De la cocina familiar a los laboratorios del universo: Giuseppe Fiamingo cuenta la ciencia a los estudiantes de Vibo

El físico y docente calabrés transforma masas de harina en lecciones de cosmología, partículas e innovación educativa internacional.

Vibo Valentia – El universo también puede empezar con una masa de harina.

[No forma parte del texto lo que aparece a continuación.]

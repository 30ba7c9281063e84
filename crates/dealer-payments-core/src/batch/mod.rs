pub mod export;
pub mod runner;

pub use export::{to_csv_string, write_csv};
pub use runner::{run_batch, summarize, BatchItemResult, BatchSummary};
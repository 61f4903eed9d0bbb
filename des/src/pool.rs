//! Fixed-capacity resource with a FIFO wait list
//!
//! A [`ServerPool`] never touches the event loop itself. `request` tells the
//! caller whether it holds a unit or has to park, and `release` hands back the
//! requester that was granted the freed unit so the caller can wake it.

use std::collections::{HashSet, VecDeque};
use std::fmt;
use std::num::NonZeroUsize;

use thiserror::Error;
use tracing::debug;

use crate::ActivityId;

/// Handle of a single request against a pool
#[derive(Debug, Clone, Copy, PartialEq, Eq, Hash, PartialOrd, Ord)]
pub struct Ticket(u64);

impl fmt::Display for Ticket {
    fn fmt(&self, f: &mut fmt::Formatter<'_>) -> fmt::Result {
        write!(f, "ticket#{}", self.0)
    }
}

/// Result of [`ServerPool::request`]
#[derive(Debug, Clone, Copy, PartialEq, Eq)]
pub enum Acquire {
    /// A unit is held under this ticket from now on
    Granted(Ticket),
    /// The ticket sits at the tail of the wait list
    Queued(Ticket),
}

impl Acquire {
    pub fn ticket(&self) -> Ticket {
        match self {
            Acquire::Granted(ticket) | Acquire::Queued(ticket) => *ticket,
        }
    }

    pub fn is_granted(&self) -> bool {
        matches!(self, Acquire::Granted(_))
    }
}

#[derive(Debug, Clone, PartialEq, Eq, Error)]
pub enum PoolError {
    #[error("{0} does not hold a unit")]
    NotHeld(Ticket),
}

pub struct ServerPool {
    capacity: NonZeroUsize,
    busy: usize,
    waiting: VecDeque<(Ticket, ActivityId)>,
    held: HashSet<Ticket>,
    next_ticket: u64,
}

impl ServerPool {
    pub fn new(capacity: NonZeroUsize) -> ServerPool {
        ServerPool {
            capacity,
            busy: 0,
            waiting: VecDeque::new(),
            held: HashSet::new(),
            next_ticket: 0,
        }
    }

    fn issue(&mut self) -> Ticket {
        let ticket = Ticket(self.next_ticket);
        self.next_ticket += 1;
        ticket
    }

    /// Ask for one unit on behalf of `requester`.
    ///
    /// Grants immediately when a unit is free. Otherwise the request joins the
    /// tail of the wait list and the requester is expected to park until
    /// [`release`](Self::release) names it.
    pub fn request(&mut self, requester: ActivityId) -> Acquire {
        let ticket = self.issue();
        if self.busy < self.capacity.get() {
            self.busy += 1;
            self.held.insert(ticket);
            debug!(%ticket, %requester, busy = self.busy, "unit granted");
            Acquire::Granted(ticket)
        } else {
            self.waiting.push_back((ticket, requester));
            debug!(%ticket, %requester, queue = self.waiting.len(), "request queued");
            Acquire::Queued(ticket)
        }
    }

    /// Give back the unit held under `ticket`.
    ///
    /// When somebody is waiting the unit goes straight to the head of the wait
    /// list, and that requester is returned so it can be woken. A ticket that is
    /// not held is rejected before any counter moves.
    pub fn release(&mut self, ticket: Ticket) -> Result<Option<ActivityId>, PoolError> {
        if !self.held.remove(&ticket) {
            return Err(PoolError::NotHeld(ticket));
        }
        self.busy -= 1;

        match self.waiting.pop_front() {
            Some((next_ticket, requester)) => {
                self.held.insert(next_ticket);
                self.busy += 1;
                debug!(released = %ticket, granted = %next_ticket, %requester, "unit handed over");
                Ok(Some(requester))
            }
            None => {
                debug!(%ticket, busy = self.busy, "unit released");
                Ok(None)
            }
        }
    }

    /// Remove a ticket that is still waiting. Returns false if it was not queued.
    pub fn withdraw(&mut self, ticket: Ticket) -> bool {
        match self.waiting.iter().position(|(queued, _)| *queued == ticket) {
            Some(index) => {
                self.waiting.remove(index);
                true
            }
            None => false,
        }
    }

    pub fn is_held(&self, ticket: Ticket) -> bool {
        self.held.contains(&ticket)
    }

    pub fn queue_length(&self) -> usize {
        self.waiting.len()
    }

    pub fn busy_count(&self) -> usize {
        self.busy
    }

    pub fn capacity(&self) -> usize {
        self.capacity.get()
    }
}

Con esta imagen concreta y simbólica, el profesor Giuseppe Fiamingo abrió su intervención durante la semana cultural “Alimentando los saberes”, dedicada al diálogo entre formación, territorio y conocimientos científicos.

Alrededor de cien estudiantes del Instituto IPSEOA De Filippis-Prestia participaron en un viaje por la física de partículas, la cosmología y la responsabilidad educativa global, guiados por un docente que creció entre los fogones de un restaurante familiar y se convirtió en protagonista de la investigación internacional.

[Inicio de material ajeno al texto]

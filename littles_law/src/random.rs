//! Uniform random draws for the arrival generator and the request handlers
//!
//! The model only ever asks for `uniform(low, high)`, so any source of such
//! draws can be injected. Seeded sources make runs reproducible; [`Midpoint`]
//! turns every draw into the mean and makes a run fully deterministic.

use rand::rngs::StdRng;
use rand::{Rng, SeedableRng};

pub trait UniformSource {
    /// A draw from Uniform(low, high), `low <= high`
    fn uniform(&mut self, low: f64, high: f64) -> f64;
}

impl<T: UniformSource + ?Sized> UniformSource for Box<T> {
    fn uniform(&mut self, low: f64, high: f64) -> f64 {
        (**self).uniform(low, high)
    }
}

/// `StdRng` seeded from a `u64`
#[derive(Debug, Clone)]
pub struct SeededUniform {
    rng: StdRng,
}

impl SeededUniform {
    pub fn new(seed: u64) -> Self {
        SeededUniform {
            rng: StdRng::seed_from_u64(seed),
        }
    }

    pub fn from_os_rng() -> Self {
        SeededUniform {
            rng: StdRng::from_os_rng(),
        }
    }
}

impl UniformSource for SeededUniform {
    fn uniform(&mut self, low: f64, high: f64) -> f64 {
        self.rng.random_range(low..=high)
    }
}

/// Always answers the centre of the interval
#[derive(Debug, Clone, Copy, Default)]
pub struct Midpoint;

impl UniformSource for Midpoint {
    fn uniform(&mut self, low: f64, high: f64) -> f64 {
        (low + high) / 2.0
    }
}
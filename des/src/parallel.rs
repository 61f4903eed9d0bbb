//! Parallel execution of independent EventLoop scenarios
//!
//! Each scenario builds its own [`EventLoop`] from a scenario id, runs it on the
//! rayon pool and hands back its world. Nothing is shared between scenarios, so
//! results only depend on what the builder does with the id.
//!
//! # Example: ten seeded replications
//!
//! ```rust
//! use des::parallel::ParallelRunner;
//! # use des::{Activity, ActivityId, Error, EventLoop, Response};
//! # struct Tick;
//! # impl Activity<u64> for Tick {
//! #     fn act(&mut self, _t: f64, _me: ActivityId, count: &mut u64) -> Result<Response<u64>, Error> {
//! #         *count += 1;
//! #         Ok(Response::after(1.0))
//! #     }
//! # }
//!
//! let results = ParallelRunner::new(10, |scenario_id| {
//!     let mut event_loop = EventLoop::new(scenario_id as u64);
//!     event_loop.spawn(Tick);
//!     Ok::<_, Error>(event_loop)
//! })
//! .num_threads(4)
//! .run(100.0);
//!
//! assert_eq!(results.len(), 10);
//! assert!(results.iter().all(|r| r.is_ok()));
//! ```
//!
//! # Determinism
//!
//! Results come back in scenario_id order regardless of thread count. They are
//! reproducible when the builder derives any seed from `scenario_id`.
//!
//! # Error Handling
//!
//! A scenario that fails to build, fails while running, or panics yields an
//! `Err` in its own slot. Other scenarios keep running.

use std::marker::PhantomData;
use std::sync::Arc;
use std::sync::atomic::{AtomicUsize, Ordering};

use rayon::prelude::*;
use tracing::info;

use crate::{Error, EventLoop, RunOutcome};

/// Why one scenario produced no result
#[derive(Debug, Clone, PartialEq, thiserror::Error)]
pub enum ScenarioError {
    #[error("scenario could not be built: {0}")]
    Build(String),

    #[error("scenario failed: {0}")]
    Failed(#[from] Error),

    #[error("scenario panicked: {0}")]
    Panicked(String),

    #[error("could not create thread pool: {0}")]
    ThreadPool(String),
}

/// A scenario that ran up to its horizon (or ran dry)
#[derive(Debug, Clone, PartialEq)]
pub struct Completed<W> {
    pub outcome: RunOutcome,
    pub world: W,
}

/// Executes multiple EventLoop scenarios in parallel
///
/// The builder `F` takes a scenario id and returns a fresh loop. It is
/// called from worker threads, so it must be `Send + Sync`; the loop itself
/// never leaves the thread that built it, only the world `W` does.
pub struct ParallelRunner<W, E, F>
where
    F: Fn(usize) -> Result<EventLoop<W>, E> + Send + Sync,
    W: Send,
    E: std::fmt::Display,
{
    num_scenarios: usize,
    builder: F,
    num_threads: Option<usize>,
    progress_callback: Option<Arc<dyn Fn(usize, usize) + Send + Sync>>,
    _scenario: PhantomData<fn() -> (W, E)>,
}

impl<W, E, F> ParallelRunner<W, E, F>
where
    F: Fn(usize) -> Result<EventLoop<W>, E> + Send + Sync,
    W: Send,
    E: std::fmt::Display,
{
    pub fn new(num_scenarios: usize, builder: F) -> Self {
        ParallelRunner {
            num_scenarios,
            builder,
            num_threads: None,
            progress_callback: None,
            _scenario: PhantomData,
        }
    }

    /// Set number of threads (defaults to rayon's global pool)
    pub fn num_threads(mut self, n: usize) -> Self {
        self.num_threads = Some(n);
        self
    }

    /// Set progress callback, called with `(completed, total)` after each scenario
    pub fn progress<P>(mut self, callback: P) -> Self
    where
        P: Fn(usize, usize) + Send + Sync + 'static,
    {
        self.progress_callback = Some(Arc::new(callback));
        self
    }

    fn run_one(&self, scenario_id: usize, horizon: f64) -> Result<Completed<W>, ScenarioError> {
        let mut event_loop =
            (self.builder)(scenario_id).map_err(|e| ScenarioError::Build(e.to_string()))?;
        let outcome = event_loop.run_until(horizon)?;
        Ok(Completed {
            outcome,
            world: event_loop.into_world(),
        })
    }

    /// Execute all scenarios up to `horizon` and return results in scenario_id order
    pub fn run(self, horizon: f64) -> Vec<Result<Completed<W>, ScenarioError>> {
        let progress_counter = AtomicUsize::new(0);

        let execute = || {
            (0..self.num_scenarios)
                .into_par_iter()
                .map(|scenario_id| {
                    let result = std::panic::catch_unwind(std::panic::AssertUnwindSafe(|| {
                        self.run_one(scenario_id, horizon)
                    }));

                    let completed = progress_counter.fetch_add(1, Ordering::SeqCst) + 1;
                    if let Some(ref callback) = self.progress_callback {
                        callback(completed, self.num_scenarios);
                    }

                    result.unwrap_or_else(|panic| {
                        let message = if let Some(s) = panic.downcast_ref::<&str>() {
                            s.to_string()
                        } else if let Some(s) = panic.downcast_ref::<String>() {
                            s.clone()
                        } else {
                            "Unknown panic".to_string()
                        };
                        Err(ScenarioError::Panicked(message))
                    })
                })
                .collect()
        };

        match self.num_threads {
            Some(n) => match rayon::ThreadPoolBuilder::new().num_threads(n).build() {
                Ok(pool) => pool.install(execute),
                Err(e) => (0..self.num_scenarios)
                    .map(|_| Err(ScenarioError::ThreadPool(e.to_string())))
                    .collect(),
            },
            None => execute(),
        }
    }
}

/// Run scenarios in parallel on the global pool
pub fn run_parallel<W, E, F>(
    num_scenarios: usize,
    builder: F,
    horizon: f64,
) -> Vec<Result<Completed<W>, ScenarioError>>
where
    F: Fn(usize) -> Result<EventLoop<W>, E> + Send + Sync,
    W: Send,
    E: std::fmt::Display,
{
    ParallelRunner::new(num_scenarios, builder).run(horizon)
}

/// Progress callback that logs every `interval` completed scenarios
pub fn simple_progress_reporter(interval: usize) -> impl Fn(usize, usize) + Send + Sync {
    move |completed, total| {
        if completed % interval.max(1) == 0 || completed == total {
            info!(completed, total, "scenarios completed");
        }
    }
}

Quién es Giuseppe Fiamingo
Docente de matemáticas y física, autor de libros científicos como La cuarta dimensión, divulgador y formador, Fiamingo ha recibido reconocimientos prestigiosos: Premio Atlante como mejor docente italiano, finalista entre los 50 del Global Teacher Prize y uno de los cinco finalistas mundiales de los World Education Medals, uno de los máximos premios por innovación educativa e integración de la inteligencia artificial en la enseñanza.

Un regreso significativo a Vibo
El 26 de febrero de 2026, el instituto hotelero acogió un evento que combinó autobiografía y ciencia de frontera. Tres años después de haber sido comisionado en los exámenes de bachillerato, Fiamingo contó cómo un joven que creció entre las mesas de un restaurante puede formarse en los grandes centros de investigación europeos y representar a Italia a nivel internacional.

“Yo hacía de pizzero, como muchos de ustedes llegarán a ser profesionales de la hostelería”, recordó, antes de explicar su elección por matemáticas y física, su formación en el CERN y en el INFN, la escritura científica y los reconocimientos globales.

Dentro de la materia: del bosón de Higgs a las ondas gravitacionales
Los estudiantes exploraron los laboratorios del CERN y el experimento Compact Muon Solenoid, clave en el descubrimiento del bosón de Higgs. Fiamingo también habló de cosmología: expansión del universo, materia oscura, energía oscura y las ondas gravitacionales detectadas con el interferómetro Virgo.

“No solo observamos la luz del universo – explicó – sino que escuchamos sus vibraciones”, demostrando cómo la ciencia moderna es medida sofisticada y no teoría abstracta.

La Palma: medir la luz de las estrellas
En el Telescopio Nacional Galileo, a más de 2.300 metros en las Islas Canarias, Fiamingo mostró la Vía Láctea como no aparece en las ciudades: miles de millones de estrellas, bandas de polvo interestelar y radiaciones cósmicas captadas por telescopios ópticos y antenas Cherenkov. “Mirar el cielo significa leer un archivo físico de miles de millones de años”, subrayó.

De lo local a lo global
Imágenes de China, Dubái y Nueva York mostraron el recorrido internacional de Fiamingo: premios, reconocimientos y encuentros en lugares emblemáticos de la diplomacia y la educación global. Un mensaje claro: incluso desde Calabria se puede contribuir al debate científico y educativo internacional.

Investigación y docencia con los estudiantes
Fiamingo presentó proyectos innovadores como:

  • MoCRiL: detección de partículas cósmicas en colaboración con INFN y UNICAL, experimentado en el lago Arvo.
  • Climate Spectra Analyzer: monitoreo de microplásticos.
  • Astro Pi: en la Estación Espacial Internacional con reconocimiento de Samantha Cristoforetti.
  • CanSatAir: monitoreo atmosférico mediante cohete.

El encuentro concluyó con preguntas técnicas de estudiantes entusiastas y confirmó su impacto inmediato: interés, atención e inspiración.

Un mensaje claro: la ciencia es de todos
En un territorio a menudo retratado solo por sus dificultades, Fiamingo mostró que la ciencia es accesible para quienes cultivan pasión, estudio y perseverancia. El evento ofreció una narrativa diferente, valorizando la semana “Alimentando los saberes” como un modelo educativo visionario, capaz de combinar cultura, formación profesional y STEM.

Una invitación final: invertir en el estudio, desarrollar pensamiento crítico y no poner límites a las propias aspiraciones, porque el conocimiento es la herramienta más sólida para el crecimiento personal y colectivo.